Have you heard about standard candles before? If you are new to astrology and have second guesses about what is a standard candle, we are here to help. So, pack up your tents and let us define a standard candle, so what is a standard candle?
A standard candle is a type of astronomical objects, such as a supernova or a variable star. It has a known brightness due to some property shared by the whole class of events. As a result, if an extremely distant object is detected, the absolute magnitude M (luminosity) of that item is known.
In the 1800s, the phrase was derived from “standard candles” in the field of illumination technology. If the luminosity of an object is known, its apparent brightness can be used to determine its distance. It must be bright enough to be seen from a long distance in order to be useful.
Types of Standard Candle
Now that you know what is a standard candle, let’s now discuss its types. There are various sorts of standard candle objects whose brightness may be predicted from another measurement. The two types of standard candles are Cepheid variables and Type Ia supernovae. Others include RR Lyrae variables and the Tully-Fisher relationship.
Cepheid Variables
Cepheid variables are a kind of star whose brightness changes on a regular cycle. Henrietta Leavitt observed in 1908 that the duration of the variability was strongly related to the intensity of the star. So, if you time a Cepheid’s fluctuation, you can anticipate its brightness.
And if you know how brilliant it looks from Earth and its brightness, you can determine its distance. Cepheids are used to calculate the distance between galaxies out to approximately 30,000,000 parsecs or 30 Mpc. Edwin Hubble utilized cepheids to calculate the distances between “nebulae” (galaxies) to create the Hubble law.
Variable stars are simply stars that have changes in their brightness aka. absolute luminosity. It’s a type of variable star that’s hot and massive and is five to twenty times the mass of our Sun. It is recognized for its tendency to pulse radially and change in both diameter and temperature.
Further, the pulsations are proportionate to the absolute brightness, and they occur at well-defined and predictable time intervals. When plotted as a magnitude vs. period relationship, the Cephiad luminosity curve has the appearance of a “shark fin,” with a rapid spike and peak followed by a more steady fall.
The name is taken from Delta Cephei. It is the first variable star discovered in the Cepheus constellation. The spectra of this star reveal that CVs fluctuate in temperature and diameter throughout a pulsation period.
Type 1A Supernovae
Massive stars explode towards the conclusion of their lifetimes, resulting in supernovae. In a binary system, a white dwarf star drains mass from a red dwarf star until the red dwarf is too large to maintain itself against gravity. The core then collapses, causing a nuclear chain reaction and a brilliant explosion.

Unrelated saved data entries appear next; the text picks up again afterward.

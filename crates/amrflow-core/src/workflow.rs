use crate::action::{Action, ActionConfig};
use crate::error::{AmrError, Result};
use crate::preset::PresetCatalog;
use crate::registry;
use crate::types::ActionType;
use serde::{Deserialize, Serialize};
use std::collections::HashSet;

// ---------------------------------------------------------------------------
// Workflow
// ---------------------------------------------------------------------------

/// The editable ordered sequence of actions a task is composed from.
/// Order is execution order. Action ids are unique within a workflow.
#[derive(Debug, Clone, Default, Serialize, Deserialize)]
#[serde(try_from = "Vec<Action>", into = "Vec<Action>")]
pub struct Workflow {
    actions: Vec<Action>,
}

impl Workflow {
    pub fn new() -> Self {
        Self::default()
    }

    /// Build from an existing sequence, rejecting duplicate action ids.
    pub fn from_actions(actions: Vec<Action>) -> Result<Self> {
        let mut seen = HashSet::new();
        for action in &actions {
            if !seen.insert(action.id.as_str()) {
                return Err(AmrError::DuplicateActionId(action.id.clone()));
            }
        }
        Ok(Self { actions })
    }

    pub fn actions(&self) -> &[Action] {
        &self.actions
    }

    pub fn len(&self) -> usize {
        self.actions.len()
    }

    pub fn is_empty(&self) -> bool {
        self.actions.is_empty()
    }

    pub fn get(&self, index: usize) -> Option<&Action> {
        self.actions.get(index)
    }

    fn check_index(&self, index: usize) -> Result<()> {
        if index < self.actions.len() {
            Ok(())
        } else {
            Err(AmrError::IndexOutOfRange {
                index,
                len: self.actions.len(),
            })
        }
    }

    /// Append a new action of the given type with a fresh id and empty
    /// config. Returns the index of the new action.
    pub fn add(&mut self, action_type: ActionType) -> usize {
        self.actions.push(Action::new(action_type));
        self.actions.len() - 1
    }

    /// Move the action at `from` so it ends up at position `to`.
    ///
    /// Semantics are remove-then-insert into the already-shortened
    /// sequence, which is what a drag hover expects frame by frame, not a
    /// swap. `from == to` is a no-op.
    pub fn move_item(&mut self, from: usize, to: usize) -> Result<()> {
        self.check_index(from)?;
        self.check_index(to)?;
        if from == to {
            return Ok(());
        }
        let action = self.actions.remove(from);
        self.actions.insert(to, action);
        Ok(())
    }

    /// Remove and return the action at `index`.
    pub fn remove(&mut self, index: usize) -> Result<Action> {
        self.check_index(index)?;
        Ok(self.actions.remove(index))
    }

    /// Replace the configuration of the action at `index` wholesale.
    pub fn update_config(&mut self, index: usize, config: ActionConfig) -> Result<()> {
        self.check_index(index)?;
        self.actions[index].config = config;
        Ok(())
    }

    /// Replace the action at `index`, keeping its position.
    pub fn replace(&mut self, index: usize, action: Action) -> Result<()> {
        self.check_index(index)?;
        self.actions[index] = action;
        Ok(())
    }

    /// A workflow may be submitted once it is non-empty and every action
    /// satisfies its type's validity predicate.
    pub fn is_submittable(&self) -> bool {
        !self.actions.is_empty()
            && self
                .actions
                .iter()
                .all(|a| registry::is_valid(a.action_type, &a.config))
    }

    /// Like `is_submittable`, but reports the first failure.
    pub fn validate(&self) -> Result<()> {
        if self.actions.is_empty() {
            return Err(AmrError::EmptyWorkflow);
        }
        for action in &self.actions {
            registry::validate(action.action_type, &action.config)?;
        }
        Ok(())
    }
}

impl TryFrom<Vec<Action>> for Workflow {
    type Error = AmrError;

    fn try_from(actions: Vec<Action>) -> Result<Self> {
        Workflow::from_actions(actions)
    }
}

impl From<Workflow> for Vec<Action> {
    fn from(workflow: Workflow) -> Self {
        workflow.actions
    }
}

// ---------------------------------------------------------------------------
// Composer
// ---------------------------------------------------------------------------

/// A workflow under edit plus the caller-held selection.
///
/// The selection is recomputed on every mutation rather than left to
/// drift: adding selects the new action, moving follows the moved action
/// to its target position, removing clears the selection.
#[derive(Debug, Clone, Default, Serialize, Deserialize)]
pub struct Composer {
    pub workflow: Workflow,
    #[serde(default)]
    pub selected: Option<usize>,
}

impl Composer {
    pub fn new() -> Self {
        Self::default()
    }

    pub fn selected_action(&self) -> Option<&Action> {
        self.selected.and_then(|i| self.workflow.get(i))
    }

    pub fn select(&mut self, index: usize) -> Result<()> {
        if index >= self.workflow.len() {
            return Err(AmrError::IndexOutOfRange {
                index,
                len: self.workflow.len(),
            });
        }
        self.selected = Some(index);
        Ok(())
    }

    pub fn add(&mut self, action_type: ActionType) -> usize {
        let index = self.workflow.add(action_type);
        self.selected = Some(index);
        index
    }

    pub fn move_item(&mut self, from: usize, to: usize) -> Result<()> {
        self.workflow.move_item(from, to)?;
        self.selected = Some(to);
        Ok(())
    }

    pub fn remove(&mut self, index: usize) -> Result<Action> {
        let removed = self.workflow.remove(index)?;
        self.selected = None;
        Ok(removed)
    }

    pub fn update_config(&mut self, index: usize, config: ActionConfig) -> Result<()> {
        self.workflow.update_config(index, config)
    }

    /// Merge a named preset into the action at `index`. The action is
    /// replaced only when the preset exists; an unknown name leaves the
    /// workflow untouched.
    pub fn apply_preset(
        &mut self,
        index: usize,
        catalog: &PresetCatalog,
        preset_name: &str,
    ) -> Result<()> {
        let action = self
            .workflow
            .get(index)
            .ok_or(AmrError::IndexOutOfRange {
                index,
                len: self.workflow.len(),
            })?;
        let merged = catalog.apply(action, preset_name)?;
        self.workflow.replace(index, merged)
    }
}

// ---------------------------------------------------------------------------
// Tests
// ---------------------------------------------------------------------------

Because the collapse always happens at the same mass, the luminosity of the explosion is always the same. From this known luminosity we can estimate the distance. Supernovae are very bright – often as bright as all the stars in a whole galaxy put together.
Because they are so bright, we can see them at very great distances, up to around 10,000,000,000 parsecs. The disadvantage of supernovae as standard candles is that they don’t hang around. You have to spot them when they go off, or shortly afterward.
RR Lyrae Variables
RR Lyrae are variable stars with horizontal branches. Its cycles range from a few hours to two days, and its optical brightness ranges from 0.3 to 2 magnitudes. They are placed on the instability strip of the Hertzsprung-Russell diagram.
They are subject to instabilities that cause their size to alter regularly. This variation in size affects the temperature of the star. It then makes it fluctuate.
RR Lyrae are low metallicity (population II) stars that begin their existence with the mass and size of our Sun. They evolve into RR Lyrae stars during the red giant phase. Late in the star’s evolution, and so have average ages of roughly 10 billion years.
As a result, they are commonly found in globular clusters, as well as the Milky Way’s bulge and halo. Another characteristic of RR Lyrae stars is that they have a period-luminosity relationship akin to Cepheid variable stars. Although they may be used as standard candles for measuring distances, they are far fainter than Cepheids.
Tully-Fisher Relationship
The Tully-Fisher connection is a relationship that exists between the brightness of spiral galaxies and the rate at which they rotate. The theory is that the larger the galaxy, the quicker it rotates. That is, if you know the spiral galaxy’s rotation velocity, you can calculate its intrinsic brightness using the Tully-Fisher relation.
You may measure the distance of a galaxy by comparing its inherent brightness to its apparent magnitude. What you see – since the further the galaxy is, the darker it “appears”. It may be used to calculate the distance between each galaxy in a cluster of galaxies when tens of galaxies can be seen.
Conclusion on What is a Standard Candle
There are a lot of things to consider if you want to know what is a standard candle. There are two general approaches for calculating galactic distances one of them is the standard candle. A well-defined kind of star is utilized as a reference standard since its brightness has been precisely calculated.
It necessitates the observation of such stars that are close enough to Earth. That their distances and luminosities can be determined properly. It’s known as a “standard candle,” it is something to think about when you go over stargazing in your tent.